//! Drive a store from a replay script and record every notification.

use std::cell::{Cell, RefCell};
use std::collections::HashMap;
use std::path::PathBuf;
use std::rc::Rc;

use anyhow::{Context, Result, anyhow};
use serde::Serialize;
use serde_json::Value;
use tracing::{debug, info};

use crate::core::types::Slice;
use crate::io::config::TripstateConfig;
use crate::io::document::load_document;
use crate::io::script::{BindingSpec, Operation, ReplayScript, load_script};
use crate::state::default_document;
use crate::store::{StateStore, Subscription};

/// One callback invocation observed during a replay.
#[derive(Debug, Clone, PartialEq, Serialize)]
pub struct Notification {
    /// 0 while connecting the script's bindings, then the 1-based op number.
    pub step: usize,
    pub binding: String,
    pub slice: Value,
}

/// Notifications in delivery order plus the document after the last op.
#[derive(Debug, Clone, PartialEq)]
pub struct ReplayReport {
    pub notifications: Vec<Notification>,
    pub document: Value,
}

/// Inputs for [`replay_files`].
#[derive(Debug, Clone)]
pub struct ReplayOptions {
    pub script: PathBuf,
    /// Overrides `[document] path` from the config.
    pub document: Option<PathBuf>,
    pub config: TripstateConfig,
}

/// Apply `script` to `store`, returning every notification in order.
///
/// Script errors (unknown binding ids, rejected writes) abort the replay and
/// name the failing op.
pub fn run_script(store: &mut StateStore, script: &ReplayScript) -> Result<Vec<Notification>> {
    let log: Rc<RefCell<Vec<Notification>>> = Rc::default();
    let step = Rc::new(Cell::new(0usize));
    let mut subscriptions: HashMap<String, Subscription> = HashMap::new();

    for spec in &script.bindings {
        connect(store, spec, &log, &step, &mut subscriptions);
    }

    for (index, op) in script.ops.iter().enumerate() {
        let number = index + 1;
        step.set(number);
        debug!(step = number, op = op.name(), "applying op");
        apply(store, op, &log, &step, &mut subscriptions)
            .with_context(|| format!("op #{} ({})", number, op.name()))?;
    }

    Ok(log.take())
}

/// Load config-selected document and script from disk, then replay.
pub fn replay_files(options: &ReplayOptions) -> Result<ReplayReport> {
    let document_path = options
        .document
        .as_deref()
        .or(options.config.document.path.as_deref());
    let initial = match document_path {
        Some(path) => load_document(path, options.config.document.schema.as_deref())
            .context("load initial document")?,
        None => default_document(),
    };
    let script = load_script(&options.script)?;

    let mut store = StateStore::with_policy(initial, options.config.coercion_policy());
    let notifications = run_script(&mut store, &script)?;
    info!(
        ops = script.ops.len(),
        notifications = notifications.len(),
        "replay finished"
    );
    Ok(ReplayReport {
        notifications,
        document: store.snapshot(),
    })
}

fn apply(
    store: &mut StateStore,
    op: &Operation,
    log: &Rc<RefCell<Vec<Notification>>>,
    step: &Rc<Cell<usize>>,
    subscriptions: &mut HashMap<String, Subscription>,
) -> Result<()> {
    match op {
        Operation::Set { path, value } => {
            store.set(path, value.clone())?;
        }
        Operation::Merge { value } => {
            store.merge(value.clone());
        }
        Operation::Reset { value } => store.reset(value.clone()),
        Operation::Connect(spec) => connect(store, spec, log, step, subscriptions),
        Operation::Trigger { id } => {
            if !store.trigger_update(id) {
                return Err(anyhow!("binding '{}' is not connected", id));
            }
        }
        Operation::Disconnect { id } => {
            let subscription = subscriptions
                .remove(id)
                .ok_or_else(|| anyhow!("binding '{}' is not connected", id))?;
            store.disconnect(subscription);
        }
    }
    Ok(())
}

fn connect(
    store: &mut StateStore,
    spec: &BindingSpec,
    log: &Rc<RefCell<Vec<Notification>>>,
    step: &Rc<Cell<usize>>,
    subscriptions: &mut HashMap<String, Subscription>,
) {
    let log = Rc::clone(log);
    let step = Rc::clone(step);
    let binding = spec.id.clone();
    let callback = move |slice: &Slice| {
        log.borrow_mut().push(Notification {
            step: step.get(),
            binding: binding.clone(),
            slice: slice.to_value(),
        });
    };
    let subscription = store.connect(spec.id.clone(), callback, spec.watch.iter());
    subscriptions.insert(spec.id.clone(), subscription);
    if spec.trigger {
        store.trigger_update(&spec.id);
    }
}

● ● ● ● ● ● ●

- [ASSIGNMENT]:
From the first line to the last, return the listing exactly.

- [WRITTEN SOLUTION]:
//! Drive a store from a replay script and record every notification.

use std::cell::{Cell, RefCell};
use std::collections::HashMap;
use std::path::PathBuf;
use std::rc::Rc;

use anyhow::{Context, Result, anyhow};
use serde::Serialize;
use serde_json::Value;
use tracing::{debug, info};

use crate::core::types::Slice;
use crate::io::config::TripstateConfig;
use crate::io::document::load_document;
use crate::io::script::{BindingSpec, Operation, ReplayScript, load_script};
use crate::state::default_document;
use crate::store::{StateStore, Subscription};

/// One callback invocation observed during a replay.
#[derive(Debug, Clone, PartialEq, Serialize)]
pub struct Notification {
    /// 0 while connecting the script's bindings, then the 1-based op number.
    pub step: usize,
    pub binding: String,
    pub slice: Value,
}

/// Notifications in delivery order plus the document after the last op.
#[derive(Debug, Clone, PartialEq)]
pub struct ReplayReport {
    pub notifications: Vec<Notification>,
    pub document: Value,
}

/// Inputs for [`replay_files`].
#[derive(Debug, Clone)]
pub struct ReplayOptions {
    pub script: PathBuf,
    /// Overrides `[document] path` from the config.
    pub document: Option<PathBuf>,
    pub config: TripstateConfig,
}

/// Apply `script` to `store`, returning every notification in order.
///
/// Script errors (unknown binding ids, rejected writes) abort the replay and
/// name the failing op.
pub fn run_script(store: &mut StateStore, script: &ReplayScript) -> Result<Vec<Notification>> {
    let log: Rc<RefCell<Vec<Notification>>> = Rc::default();
    let step = Rc::new(Cell::new(0usize));
    let mut subscriptions: HashMap<String, Subscription> = HashMap::new();

    for spec in &script.bindings {
        connect(store, spec, &log, &step, &mut subscriptions);
    }

    for (index, op) in script.ops.iter().enumerate() {
        let number = index + 1;
        step.set(number);
        debug!(step = number, op = op.name(), "applying op");
        apply(store, op, &log, &step, &mut subscriptions)
            .with_context(|| format!("op #{} ({})", number, op.name()))?;
    }

    Ok(log.take())
}

/// Load config-selected document and script from disk, then replay.
pub fn replay_files(options: &ReplayOptions) -> Result<ReplayReport> {
    let document_path = options
        .document
        .as_deref()
        .or(options.config.document.path.as_deref());
    let initial = match document_path {
        Some(path) => load_document(path, options.config.document.schema.as_deref())
            .context("load initial document")?,
        None => default_document(),
    };
    let script = load_script(&options.script)?;

    let mut store = StateStore::with_policy(initial, options.config.coercion_policy());
    let notifications = run_script(&mut store, &script)?;
    info!(
        ops = script.ops.len(),
        notifications = notifications.len(),
        "replay finished"
    );
    Ok(ReplayReport {
        notifications,
        document: store.snapshot(),
    })
}

fn apply(
    store: &mut StateStore,
    op: &Operation,
    log: &Rc<RefCell<Vec<Notification>>>,
    step: &Rc<Cell<usize>>,
    subscriptions: &mut HashMap<String, Subscription>,
) -> Result<()> {
    match op {
        Operation::Set { path, value } => {
            store.set(path, value.clone())?;
        }
        Operation::Merge { value } => {
            store.merge(value.clone());
        }
        Operation::Reset { value } => store.reset(value.clone()),
        Operation::Connect(spec) => connect(store, spec, log, step, subscriptions),
        Operation::Trigger { id } => {
            if !store.trigger_update(id) {
                return Err(anyhow!("binding '{}' is not connected", id));
            }
        }
        Operation::Disconnect { id } => {
            let subscription = subscriptions
                .remove(id)
                .ok_or_else(|| anyhow!("binding '{}' is not connected", id))?;
            store.disconnect(subscription);
        }
    }
    Ok(())
}

fn connect(
    store: &mut StateStore,
    spec: &BindingSpec,
    log: &Rc<RefCell<Vec<Notification>>>,
    step: &Rc<Cell<usize>>,
    subscriptions: &mut HashMap<String, Subscription>,
) {
    let log = Rc::clone(log);
    let step = Rc::clone(step);
    let binding = spec.id.clone();
    let callback = move |slice: &Slice| {
        log.borrow_mut().push(Notification {
            step: step.get(),
            binding: binding.clone(),
            slice: slice.to_value(),
        });
    };
    let subscription = store.connect(spec.id.clone(), callback, spec.watch.iter());
    subscriptions.insert(spec.id.clone(), subscription);
    if spec.trigger {
        store.trigger_update(&spec.id);
    }
}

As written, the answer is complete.